À Caracas, la police vénézuélienne a utilisé des gaz lacrymogènes ce jeudi 10 avril pour disperser une manifestation d’ampleur réunissant près de 2 000 personnes. Les protestataires tentaient de rejoindre le palais présidentiel afin de réclamer une hausse des salaires et des pensions.
Face à l’avancée du cortège, les forces antiémeutes ont rapidement bloqué l’accès au centre-ville, déployant boucliers et casques pour contenir la foule à proximité de Miraflores. Les manifestants, eux, ont maintenu la pression en multipliant les slogans appelant à de meilleures conditions de vie.

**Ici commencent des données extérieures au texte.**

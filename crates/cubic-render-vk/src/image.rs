// SPDX-License-Identifier: CEPL-1.0
use crate::command_pool::CommandPool;
use crate::physical_device::PhysicalDevice;
use anyhow::{Context, Result};
use ash::vk;
use cubic_render::RenderError;

/// Creation parameters for a 2D, single-layer image.
#[derive(Clone, Copy, Debug)]
pub struct ImageDesc {
    pub width: u32,
    pub height: u32,
    pub mip_levels: u32,
    pub samples: vk::SampleCountFlags,
    pub format: vk::Format,
    pub usage: vk::ImageUsageFlags,
    pub properties: vk::MemoryPropertyFlags,
}

/// Image plus bound memory. Starts in `UNDEFINED` layout; every layout change
/// is an explicit command.
pub struct Image {
    device: ash::Device,
    handle: vk::Image,
    memory: vk::DeviceMemory,
    desc: ImageDesc,
}

/// Access masks, stages and aspect for one supported layout transition.
#[derive(Clone, Copy, Debug, PartialEq, Eq)]
pub struct TransitionMasks {
    pub src_access: vk::AccessFlags,
    pub dst_access: vk::AccessFlags,
    pub src_stage: vk::PipelineStageFlags,
    pub dst_stage: vk::PipelineStageFlags,
    pub aspect: vk::ImageAspectFlags,
}

/// The closed set of layout transitions. Anything else is a configuration
/// error, reported rather than silently ignored.
pub fn transition_masks(
    old: vk::ImageLayout,
    new: vk::ImageLayout,
) -> Result<TransitionMasks, RenderError> {
    match (old, new) {
        (vk::ImageLayout::UNDEFINED, vk::ImageLayout::COLOR_ATTACHMENT_OPTIMAL) => {
            Ok(TransitionMasks {
                src_access: vk::AccessFlags::empty(),
                dst_access: vk::AccessFlags::COLOR_ATTACHMENT_READ
                    | vk::AccessFlags::COLOR_ATTACHMENT_WRITE,
                src_stage: vk::PipelineStageFlags::TOP_OF_PIPE,
                dst_stage: vk::PipelineStageFlags::COLOR_ATTACHMENT_OUTPUT,
                aspect: vk::ImageAspectFlags::COLOR,
            })
        }
        (vk::ImageLayout::UNDEFINED, vk::ImageLayout::DEPTH_STENCIL_ATTACHMENT_OPTIMAL) => {
            Ok(TransitionMasks {
                src_access: vk::AccessFlags::empty(),
                dst_access: vk::AccessFlags::DEPTH_STENCIL_ATTACHMENT_READ
                    | vk::AccessFlags::DEPTH_STENCIL_ATTACHMENT_WRITE,
                src_stage: vk::PipelineStageFlags::TOP_OF_PIPE,
                dst_stage: vk::PipelineStageFlags::EARLY_FRAGMENT_TESTS,
                aspect: vk::ImageAspectFlags::DEPTH,
            })
        }
        (old, new) => Err(RenderError::ResourceCreation(format!(
            "unsupported image layout transition {old:?} -> {new:?}"
        ))),
    }
}

impl Image {
    pub unsafe fn new(
        physical: &PhysicalDevice,
        device: &ash::Device,
        desc: ImageDesc,
    ) -> Result<Self> {
        let ci = vk::ImageCreateInfo {
            s_type: vk::StructureType::IMAGE_CREATE_INFO,
            image_type: vk::ImageType::TYPE_2D,
            format: desc.format,
            extent: vk::Extent3D {
                width: desc.width,
                height: desc.height,
                depth: 1,
            },
            mip_levels: desc.mip_levels,
            array_layers: 1,
            samples: desc.samples,
            tiling: vk::ImageTiling::OPTIMAL,
            usage: desc.usage,
            sharing_mode: vk::SharingMode::EXCLUSIVE,
            initial_layout: vk::ImageLayout::UNDEFINED,
            ..Default::default()
        };
        let handle = device.create_image(&ci, None).context("create_image")?;
        let mut image = Self {
            device: device.clone(),
            handle,
            memory: vk::DeviceMemory::null(),
            desc,
        };

        let req = device.get_image_memory_requirements(handle);
        let mai = vk::MemoryAllocateInfo {
            s_type: vk::StructureType::MEMORY_ALLOCATE_INFO,
            allocation_size: req.size,
            memory_type_index: physical.memory_type_index(req.memory_type_bits, desc.properties)?,
            ..Default::default()
        };
        image.memory = device
            .allocate_memory(&mai, None)
            .context("allocate_memory(image)")?;
        device
            .bind_image_memory(handle, image.memory, 0)
            .context("bind_image_memory")?;
        Ok(image)
    }

    /// Records and waits for one of the supported layout transitions across
    /// every mip level.
    pub unsafe fn transition_layout(
        &self,
        pool: &CommandPool,
        old: vk::ImageLayout,
        new: vk::ImageLayout,
    ) -> Result<()> {
        let masks = transition_masks(old, new)?;
        let barrier = vk::ImageMemoryBarrier {
            s_type: vk::StructureType::IMAGE_MEMORY_BARRIER,
            src_access_mask: masks.src_access,
            dst_access_mask: masks.dst_access,
            old_layout: old,
            new_layout: new,
            src_queue_family_index: vk::QUEUE_FAMILY_IGNORED,
            dst_queue_family_index: vk::QUEUE_FAMILY_IGNORED,
            image: self.handle,
            subresource_range: vk::ImageSubresourceRange {
                aspect_mask: masks.aspect,
                base_mip_level: 0,
                level_count: self.desc.mip_levels,
                base_array_layer: 0,
                layer_count: 1,
            },
            ..Default::default()
        };
        pool.submit_one_shot(|cmd| {
            self.device.cmd_pipeline_barrier(
                cmd,
                masks.src_stage,
                masks.dst_stage,
                vk::DependencyFlags::empty(),
                &[],
                &[],
                std::slice::from_ref(&barrier),
            )
        })
    }

    pub unsafe fn create_view(&self, aspect: vk::ImageAspectFlags) -> Result<ImageView> {
        ImageView::new(
            &self.device,
            self.handle,
            self.desc.format,
            aspect,
            self.desc.mip_levels,
        )
    }

    pub fn handle(&self) -> vk::Image {
        self.handle
    }

    pub fn width(&self) -> u32 {
        self.desc.width
    }

    pub fn height(&self) -> u32 {
        self.desc.height
    }
}

impl Drop for Image {
    fn drop(&mut self) {
        unsafe {
            self.device.destroy_image(self.handle, None);
            self.device.free_memory(self.memory, None);
        }
    }
}

/// View over an image this wrapper does not own (swapchain images included).
pub struct ImageView {
    device: ash::Device,
    handle: vk::ImageView,
}

impl ImageView {
    pub unsafe fn new(
        device: &ash::Device,
        image: vk::Image,
        format: vk::Format,
        aspect: vk::ImageAspectFlags,
        mip_levels: u32,
    ) -> Result<Self> {
        let ci = vk::ImageViewCreateInfo {
            s_type: vk::StructureType::IMAGE_VIEW_CREATE_INFO,
            image,
            view_type: vk::ImageViewType::TYPE_2D,
            format,
            subresource_range: vk::ImageSubresourceRange {
                aspect_mask: aspect,
                base_mip_level: 0,
                level_count: mip_levels,
                base_array_layer: 0,
                layer_count: 1,
            },
            ..Default::default()
        };
        let handle = device
            .create_image_view(&ci, None)
            .context("create_image_view")?;
        Ok(Self {
            device: device.clone(),
            handle,
        })
    }

    pub fn handle(&self) -> vk::ImageView {
        self.handle
    }
}

impl Drop for ImageView {
    fn drop(&mut self) {
        unsafe { self.device.destroy_image_view(self.handle, None) };
    }
}

#[cfg(test)]
mod tests {
    use super::*;
    use vk::ImageLayout as L;

    #[test]
    fn color_attachment_transition() {
        let m = transition_masks(L::UNDEFINED, L::COLOR_ATTACHMENT_OPTIMAL).unwrap();
        assert_eq!(m.aspect, vk::ImageAspectFlags::COLOR);
        assert_eq!(m.src_stage, vk::PipelineStageFlags::TOP_OF_PIPE);
        assert_eq!(m.dst_stage, vk::PipelineStageFlags::COLOR_ATTACHMENT_OUTPUT);
        assert!(m.dst_access.contains(vk::AccessFlags::COLOR_ATTACHMENT_WRITE));
    }

    #[test]
    fn depth_attachment_transition() {
        let m = transition_masks(L::UNDEFINED, L::DEPTH_STENCIL_ATTACHMENT_OPTIMAL).unwrap();
        assert_eq!(m.aspect, vk::ImageAspectFlags::DEPTH);
        assert_eq!(m.dst_stage, vk::PipelineStageFlags::EARLY_FRAGMENT_TESTS);
        assert!(m
            .dst_access
            .contains(vk::AccessFlags::DEPTH_STENCIL_ATTACHMENT_WRITE));
    }

    #[test]
    fn every_other_pair_is_rejected() {
        let layouts = [
            L::UNDEFINED,
            L::GENERAL,
            L::COLOR_ATTACHMENT_OPTIMAL,
            L::DEPTH_STENCIL_ATTACHMENT_OPTIMAL,
            L::SHADER_READ_ONLY_OPTIMAL,
            L::TRANSFER_SRC_OPTIMAL,
            L::TRANSFER_DST_OPTIMAL,
            L::PRESENT_SRC_KHR,
        ];
        let mut accepted = 0;
        for old in layouts {
            for new in layouts {
                match transition_masks(old, new) {
                    Ok(_) => accepted += 1,
                    Err(RenderError::ResourceCreation(msg)) => {
                        assert!(msg.contains("unsupported"), "{msg}")
                    }
                    Err(other) => panic!("unexpected error kind: {other}"),
                }
            }
        }
        assert_eq!(accepted, 2);
    }

    #[test]
    fn rejection_is_deterministic() {
        let a = transition_masks(L::UNDEFINED, L::TRANSFER_DST_OPTIMAL).unwrap_err();
        let b = transition_masks(L::UNDEFINED, L::TRANSFER_DST_OPTIMAL).unwrap_err();
        assert_eq!(a.to_string(), b.to_string());
    }
}
// SPDX-License-Identifier: CEPL-1.0
use crate::mesh::GlMesh;
use crate::texture::GlTexture;
use anyhow::{anyhow, Result};
use cubic_render::{AssetLookup, RenderError, StaticMeshInstance};
use glow::HasContext as _;
use std::rc::Rc;
use tracing::info;

struct ShaderSources {
    vertex: &'static str,
    fragment: &'static str,
}

fn shader_sources(name: &str) -> Result<ShaderSources, RenderError> {
    match name {
        "default" => Ok(ShaderSources {
            vertex: include_str!("../shaders/default.vert"),
            fragment: include_str!("../shaders/default.frag"),
        }),
        other => Err(RenderError::UnknownAsset {
            kind: "shader",
            id: other.to_string(),
        }),
    }
}

unsafe fn compile_shader(gl: &glow::Context, kind: u32, src: &str) -> Result<glow::Shader> {
    let shader = gl.create_shader(kind).map_err(anyhow::Error::msg)?;
    gl.shader_source(shader, src);
    gl.compile_shader(shader);
    if !gl.get_shader_compile_status(shader) {
        let log = gl.get_shader_info_log(shader);
        gl.delete_shader(shader);
        return Err(RenderError::ResourceCreation(format!("GL shader compile: {log}")).into());
    }
    Ok(shader)
}

/// Linked program plus the uniform slots the draw loop writes.
pub struct GlPipeline {
    gl: Rc<glow::Context>,
    program: glow::Program,
    mvp: Option<glow::UniformLocation>,
}

impl GlPipeline {
    pub fn new(gl: &Rc<glow::Context>, name: &str) -> Result<Self> {
        let sources = shader_sources(name)?;
        unsafe {
            let vs = compile_shader(gl, glow::VERTEX_SHADER, sources.vertex)?;
            let fs = match compile_shader(gl, glow::FRAGMENT_SHADER, sources.fragment) {
                Ok(fs) => fs,
                Err(e) => {
                    gl.delete_shader(vs);
                    return Err(e);
                }
            };

            let program = gl.create_program().map_err(anyhow::Error::msg)?;
            gl.attach_shader(program, vs);
            gl.attach_shader(program, fs);
            gl.link_program(program);
            gl.detach_shader(program, vs);
            gl.detach_shader(program, fs);
            gl.delete_shader(vs);
            gl.delete_shader(fs);

            if !gl.get_program_link_status(program) {
                let log = gl.get_program_info_log(program);
                gl.delete_program(program);
                return Err(RenderError::ResourceCreation(format!("GL link: {log}")).into());
            }

            let mvp = gl.get_uniform_location(program, "mvp");
            if let Some(sampler) = gl.get_uniform_location(program, "texSampler") {
                gl.use_program(Some(program));
                gl.uniform_1_i32(Some(&sampler), 0);
                gl.use_program(None);
            }

            info!("GL pipeline '{name}' linked");
            Ok(Self {
                gl: Rc::clone(gl),
                program,
                mvp,
            })
        }
    }

    pub fn render(
        &self,
        assets: &AssetLookup<'_, GlMesh, GlTexture>,
        instances: &[StaticMeshInstance],
    ) -> Result<()> {
        let gl = &self.gl;
        unsafe {
            gl.use_program(Some(self.program));
            gl.active_texture(glow::TEXTURE0);
            for instance in instances {
                let mesh = assets.static_mesh(instance.mesh())?;
                let texture = assets.texture(instance.texture())?;
                let index_count = i32::try_from(mesh.index_count())
                    .map_err(|_| anyhow!("mesh index count overflows GLsizei"))?;

                gl.uniform_matrix_4_f32_slice(
                    self.mvp.as_ref(),
                    false,
                    &instance.transform().to_cols_array(),
                );
                gl.bind_texture(glow::TEXTURE_2D, Some(texture.handle()));
                gl.bind_vertex_array(Some(mesh.vertex_array()));
                gl.draw_elements(glow::TRIANGLES, index_count, glow::UNSIGNED_INT, 0);
            }
            gl.bind_vertex_array(None);
            gl.bind_texture(glow::TEXTURE_2D, None);
            gl.use_program(None);
        }
        Ok(())
    }
}

impl Drop for GlPipeline {
    fn drop(&mut self) {
        unsafe { self.gl.delete_program(self.program) };
    }
}

#[cfg(test)]
mod tests {
    use super::*;

    #[test]
    fn default_sources_share_the_vertex_interface() {
        let s = shader_sources("default").unwrap();
        assert!(s.vertex.starts_with("#version 330 core"));
        assert!(s.vertex.contains("layout(location = 0) in vec3"));
        assert!(s.vertex.contains("layout(location = 1) in vec2"));
        assert!(s.vertex.contains("uniform mat4 mvp"));
        assert!(s.fragment.contains("uniform sampler2D texSampler"));
    }

    #[test]
    fn unknown_pipeline_name_is_rejected() {
        assert!(matches!(
            shader_sources("outline"),
            Err(RenderError::UnknownAsset { kind: "shader", .. })
        ));
    }
}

Cette nouvelle mobilisation met en lumière la colère persistante d’une partie de la population, confrontée à une inflation élevée et à des revenus jugés insuffisants pour couvrir les besoins essentiels. Le gouvernement a récemment annoncé une future revalorisation salariale, sans en dévoiler les détails, une annonce qui suscite autant d’attentes que d’incertitudes.
Dans un pays où le pouvoir d’achat reste extrêmement faible malgré certaines aides complémentaires, les syndicats et manifestants réclament une hausse réelle du salaire de base, estimant que les primes actuelles ne suffisent plus à compenser la crise économique.